- Born: 23 June 1976 Cairo, Egypt
- Died: March 2002 (aged 25) Shah-i-Kot Valley, Paktia Province, Afghanistan

= Mustafa Mohamed Fadhil =

Egyptian al-Qaeda member (1976–2002)

Mustafa Mohamed Fadhil (مصطفى محمد فضيل, also known as Abdul Wakil al-Masri) (23 June 1976 – March 2002) was a citizen of Kenya and Egypt, who was indicted in the United States for his part in the bombings of their embassies in Dar es Salaam, Tanzania, and Nairobi, Kenya.

==Accused activity==
Fadhil was accused of preparing TNT and loading that TNT (plus other explosives) into the truck, which was used as a bomb in Tanzania. He was wanted on eleven counts of murder, several weapons and conspiracy charges, and charges which applied specifically to attacks against American government personnel and facilities.

Fadhil fled Nairobi to Karachi on 2 August 1998, on the same airliner as Sheikh Ahmed Salim Swedan.
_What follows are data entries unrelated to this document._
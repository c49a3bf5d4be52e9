//! High-level storage operations and key layout.

use std::path::Path;

use uuid::Uuid;

use crate::client::R2Client;
use crate::error::StorageResult;

/// Key for a published final render: `videos/<task_id>/<filename>`.
pub fn final_video_key(task_id: &str, filename: &str) -> String {
    format!("videos/{task_id}/{filename}")
}

/// Key for a URL-addressable intermediate image:
/// `generated_images/<task_id>/<uuid>.png`.
pub fn reference_image_key(task_id: &str) -> String {
    format!("generated_images/{task_id}/{}.png", Uuid::new_v4())
}

impl R2Client {
    /// Upload the final render and return its public URL.
    pub async fn upload_final_video(
        &self,
        path: impl AsRef<Path>,
        task_id: &str,
    ) -> StorageResult<String> {
        let path = path.as_ref();
        let filename = path
            .file_name()
            .map(|n| n.to_string_lossy().to_string())
            .unwrap_or_else(|| "output.mp4".to_string());
        let key = final_video_key(task_id, &filename);
        self.upload_file(path, &key, "video/mp4").await?;
        Ok(self.public_url(&key))
    }

    /// Upload an intermediate image that must be URL-addressable (e.g. a
    /// KlingAI reference frame). Returns the public URL.
    pub async fn upload_reference_image(
        &self,
        path: impl AsRef<Path>,
        task_id: &str,
    ) -> StorageResult<String> {
        let key = reference_image_key(task_id);
        self.upload_file(path, &key, "image/png").await?;
        Ok(self.public_url(&key))
    }
}

#[cfg(test)]
mod tests {
    use super::*;

    #[test]
    fn test_key_layout() {
        assert_eq!(
            final_video_key("task-1", "reel.mp4"),
            "videos/task-1/reel.mp4"
        );
        let key = reference_image_key("task-1");
        assert!(key.starts_with("generated_images/task-1/"));
        assert!(key.ends_with(".png"));
    }
}
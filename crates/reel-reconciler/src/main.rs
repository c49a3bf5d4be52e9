//! Reconciler binary: fails stuck tasks on a fixed interval and reports
//! failures to the operations channel.

use tracing::{error, info};
use tracing_subscriber::{fmt, prelude::*, EnvFilter};

use reel_reconciler::{Reconciler, ReconcilerConfig, SlackNotifier};
use reel_store::StoreClient;

#[tokio::main]
async fn main() {
    rustls::crypto::ring::default_provider()
        .install_default()
        .expect("Failed to install rustls crypto provider");

    dotenvy::dotenv().ok();

    tracing_subscriber::registry()
        .with(fmt::layer().json())
        .with(EnvFilter::from_default_env().add_directive("reel=info".parse().unwrap()))
        .init();

    info!("Starting reel-reconciler");

    let store = match StoreClient::from_env() {
        Ok(store) => store,
        Err(e) => {
            error!("Failed to create store client: {e}");
            std::process::exit(1);
        }
    };

    let reconciler = Reconciler::new(
        store,
        SlackNotifier::from_env(),
        ReconcilerConfig::from_env(),
    );
    reconciler.run().await;
}
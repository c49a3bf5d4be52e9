//! ASS subtitle synthesis from word-level transcription timings.
//!
//! Words are grouped into caption lines (punctuation-aware, bounded word
//! count), then emitted as ASS dialogue events. Per-word highlighting uses
//! karaoke timing tags: the secondary colour is the base font colour and
//! the primary colour the highlight, so each word flips as it is spoken.

use std::path::Path;

use serde::{Deserialize, Serialize};

use crate::error::MediaResult;
use reel_models::{SubtitleConfig, SubtitlePosition};

/// One transcribed word with start/end times in seconds.
#[derive(Debug, Clone, PartialEq, Serialize, Deserialize)]
pub struct WordTiming {
    pub word: String,
    pub start: f64,
    pub end: f64,
}

/// A caption line covering a span of words.
#[derive(Debug, Clone, PartialEq)]
pub struct CaptionLine {
    pub words: Vec<WordTiming>,
}

impl CaptionLine {
    pub fn start(&self) -> f64 {
        self.words.first().map(|w| w.start).unwrap_or(0.0)
    }

    pub fn end(&self) -> f64 {
        self.words.last().map(|w| w.end).unwrap_or(0.0)
    }

    pub fn text(&self) -> String {
        self.words
            .iter()
            .map(|w| w.word.trim())
            .collect::<Vec<_>>()
            .join(" ")
    }
}

const MIN_WORDS_PER_LINE: usize = 4;
const MAX_WORDS_PER_LINE: usize = 6;

/// Group words into caption lines: break on sentence punctuation, on commas
/// once a minimum length is reached, or on the word cap; merge trailing
/// fragments into the previous line.
pub fn group_words(words: &[WordTiming]) -> Vec<CaptionLine> {
    let mut lines: Vec<Vec<WordTiming>> = Vec::new();
    let mut current: Vec<WordTiming> = Vec::new();

    for word in words {
        current.push(word.clone());
        let trimmed = word.word.trim();
        let sentence_end = trimmed.ends_with(['.', '!', '?']);
        let comma_break = trimmed.ends_with(',') && current.len() >= MIN_WORDS_PER_LINE;

        if sentence_end || comma_break || current.len() >= MAX_WORDS_PER_LINE {
            lines.push(std::mem::take(&mut current));
        }
    }
    if !current.is_empty() {
        lines.push(current);
    }

    // Merge short fragments into their predecessor.
    let mut merged: Vec<Vec<WordTiming>> = Vec::new();
    for line in lines {
        if line.len() < MIN_WORDS_PER_LINE {
            if let Some(prev) = merged.last_mut() {
                prev.extend(line);
                continue;
            }
        }
        merged.push(line);
    }

    merged.into_iter().map(|words| CaptionLine { words }).collect()
}

/// Map a named or `#rrggbb` colour to ASS `&HAABBGGRR` form.
pub fn color_to_ass(color: &str) -> String {
    let (r, g, b) = match color.to_ascii_lowercase().as_str() {
        "white" => (0xff, 0xff, 0xff),
        "black" => (0x00, 0x00, 0x00),
        "yellow" => (0xff, 0xff, 0x00),
        "red" => (0xff, 0x00, 0x00),
        "green" => (0x00, 0xff, 0x00),
        "blue" => (0x00, 0x00, 0xff),
        "orange" => (0xff, 0xa5, 0x00),
        "cyan" => (0x00, 0xff, 0xff),
        "magenta" => (0xff, 0x00, 0xff),
        hex => {
            let hex = hex.strip_prefix('#').unwrap_or(hex);
            if hex.len() == 6 {
                let parse = |s: &str| u8::from_str_radix(s, 16).unwrap_or(0xff);
                (parse(&hex[0..2]), parse(&hex[2..4]), parse(&hex[4..6]))
            } else {
                (0xff, 0xff, 0xff)
            }
        }
    };
    format!("&H00{:02X}{:02X}{:02X}", b, g, r)
}

fn alignment(position: SubtitlePosition) -> u8 {
    match position {
        SubtitlePosition::Top => 8,
        SubtitlePosition::Middle => 5,
        SubtitlePosition::Bottom => 2,
    }
}

fn ass_timestamp(seconds: f64) -> String {
    let total_cs = (seconds.max(0.0) * 100.0).round() as u64;
    let cs = total_cs % 100;
    let total_secs = total_cs / 100;
    let s = total_secs % 60;
    let m = (total_secs / 60) % 60;
    let h = total_secs / 3600;
    format!("{h}:{m:02}:{s:02}.{cs:02}")
}

/// Font family name from a config value that may be a file name.
fn font_name(font: &str) -> String {
    let base = font.rsplit('/').next().unwrap_or(font);
    let stem = base
        .strip_suffix(".ttf")
        .or_else(|| base.strip_suffix(".otf"))
        .unwrap_or(base);
    stem.split('-').next().unwrap_or(stem).to_string()
}

/// Render the full ASS document for a set of word timings.
pub fn render_ass(
    words: &[WordTiming],
    config: &SubtitleConfig,
    frame_w: u32,
    frame_h: u32,
) -> String {
    let lines = group_words(words);

    // With highlighting on, the primary colour (karaoke fill) is the
    // highlight and the secondary the base colour; otherwise both are the
    // base colour and no karaoke tags are emitted.
    let (primary, secondary) = if config.highlight_current_word {
        (
            color_to_ass(&config.word_highlight_color),
            color_to_ass(&config.font_color),
        )
    } else {
        let base = color_to_ass(&config.font_color);
        (base.clone(), base)
    };

    let mut out = String::new();
    out.push_str("[Script Info]\n");
    out.push_str("ScriptType: v4.00+\n");
    out.push_str(&format!("PlayResX: {frame_w}\n"));
    out.push_str(&format!("PlayResY: {frame_h}\n"));
    out.push_str("WrapStyle: 0\n\n");

    out.push_str("[V4+ Styles]\n");
    out.push_str(
        "Format: Name, Fontname, Fontsize, PrimaryColour, SecondaryColour, OutlineColour, \
         BackColour, Bold, Italic, Underline, StrikeOut, ScaleX, ScaleY, Spacing, Angle, \
         BorderStyle, Outline, Shadow, Alignment, MarginL, MarginR, MarginV, Encoding\n",
    );
    out.push_str(&format!(
        "Style: Caption,{font},{size},{primary},{secondary},{outline},&H00000000,0,0,0,0,100,100,0,0,1,{stroke},0,{align},40,40,60,1\n\n",
        font = font_name(&config.font),
        size = config.font_size,
        outline = color_to_ass(&config.stroke_color),
        stroke = config.stroke_width,
        align = alignment(config.position),
    ));

    out.push_str("[Events]\n");
    out.push_str("Format: Layer, Start, End, Style, Name, MarginL, MarginR, MarginV, Effect, Text\n");

    for line in &lines {
        let text = if config.highlight_current_word {
            let mut parts = Vec::with_capacity(line.words.len());
            for word in &line.words {
                let centis = ((word.end - word.start).max(0.0) * 100.0).round() as u64;
                parts.push(format!("{{\\k{centis}}}{}", word.word.trim()));
            }
            parts.join(" ")
        } else {
            line.text()
        };

        out.push_str(&format!(
            "Dialogue: 0,{start},{end},Caption,,0,0,0,,{text}\n",
            start = ass_timestamp(line.start()),
            end = ass_timestamp(line.end()),
        ));
    }

    out
}

/// Write the ASS document for the given words to `path`.
pub async fn write_ass_file(
    path: &Path,
    words: &[WordTiming],
    config: &SubtitleConfig,
    frame_w: u32,
    frame_h: u32,
) -> MediaResult<()> {
    let document = render_ass(words, config, frame_w, frame_h);
    tokio::fs::write(path, document).await?;
    Ok(())
}

#[cfg(test)]
mod tests {
    use super::*;

    fn word(text: &str, start: f64, end: f64) -> WordTiming {
        WordTiming {
            word: text.to_string(),
            start,
            end,
        }
    }

    #[test]
    fn test_grouping_breaks_on_sentence_end() {
        let words = vec![
            word("Hello", 0.0, 0.4),
            word("there.", 0.4, 0.8),
            word("This", 0.9, 1.1),
            word("is", 1.1, 1.2),
            word("a", 1.2, 1.3),
            word("longer", 1.3, 1.6),
            word("sentence", 1.6, 2.0),
        ];
        let lines = group_words(&words);
        // The two-word fragment merges forward is impossible (it is first),
        // so it stays; the rest forms one line.
        assert_eq!(lines.len(), 2);
        assert_eq!(lines[0].text(), "Hello there.");
        assert_eq!(lines[1].words.len(), 5);
    }

    #[test]
    fn test_grouping_caps_line_length() {
        let words: Vec<_> = (0..13)
            .map(|i| word("w", i as f64, i as f64 + 0.5))
            .collect();
        let lines = group_words(&words);
        assert!(lines.iter().all(|l| l.words.len() <= 2 * MAX_WORDS_PER_LINE));
        assert!(lines[0].words.len() <= MAX_WORDS_PER_LINE);
    }

    #[test]
    fn test_short_tail_merges_into_previous_line() {
        let mut words: Vec<_> = (0..6)
            .map(|i| word("w", i as f64, i as f64 + 0.5))
            .collect();
        words.push(word("tail", 6.0, 6.5));
        let lines = group_words(&words);
        assert_eq!(lines.len(), 1);
        assert_eq!(lines[0].words.len(), 7);
    }

    #[test]
    fn test_color_conversion() {
        assert_eq!(color_to_ass("white"), "&H00FFFFFF");
        assert_eq!(color_to_ass("yellow"), "&H0000FFFF");
        assert_eq!(color_to_ass("#ff8000"), "&H000080FF");
        // Unknown names fall back to white.
        assert_eq!(color_to_ass("no-such-color"), "&H00FFFFFF");
    }

    #[test]
    fn test_timestamps() {
        assert_eq!(ass_timestamp(0.0), "0:00:00.00");
        assert_eq!(ass_timestamp(61.25), "0:01:01.25");
        assert_eq!(ass_timestamp(3661.5), "1:01:01.50");
    }

    #[test]
    fn test_render_contains_karaoke_tags_when_highlighting() {
        let words = vec![
            word("one", 0.0, 0.5),
            word("two", 0.5, 1.0),
            word("three", 1.0, 1.5),
            word("four", 1.5, 2.0),
        ];
        let config = SubtitleConfig::default();
        let doc = render_ass(&words, &config, 1080, 1920);
        assert!(doc.contains("PlayResX: 1080"));
        assert!(doc.contains("{\\k50}one"));
        assert!(doc.contains("Style: Caption,Bangers,110"));

        let plain = SubtitleConfig {
            highlight_current_word: false,
            ..Default::default()
        };
        let doc = render_ass(&words, &plain, 1080, 1920);
        assert!(!doc.contains("\\k"));
        assert!(doc.contains("one two three four"));
    }

    #[test]
    fn test_alignment_from_position() {
        assert_eq!(alignment(SubtitlePosition::Top), 8);
        assert_eq!(alignment(SubtitlePosition::Middle), 5);
        assert_eq!(alignment(SubtitlePosition::Bottom), 2);
    }
}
Fadhil was on the FBI's Most Wanted Terrorists list from its inception on 10 October 2001. He served as Abdul Hadi al-Iraqi's second-in-command. A leaked Guantanamo Bay file and an interrogation of al-Qaeda operative Ahmed Khalfan Ghailani revealed that Fadhil was eventually killed in Afghanistan.

In May 2005, Fadhil's name was removed from both the FBI's list and the US State Department's Rewards for Justice list.

In December 2013, al-Qaeda spokesperson Adam Gadahn confirmed the death of Fadhil, referring to him as a "martyr".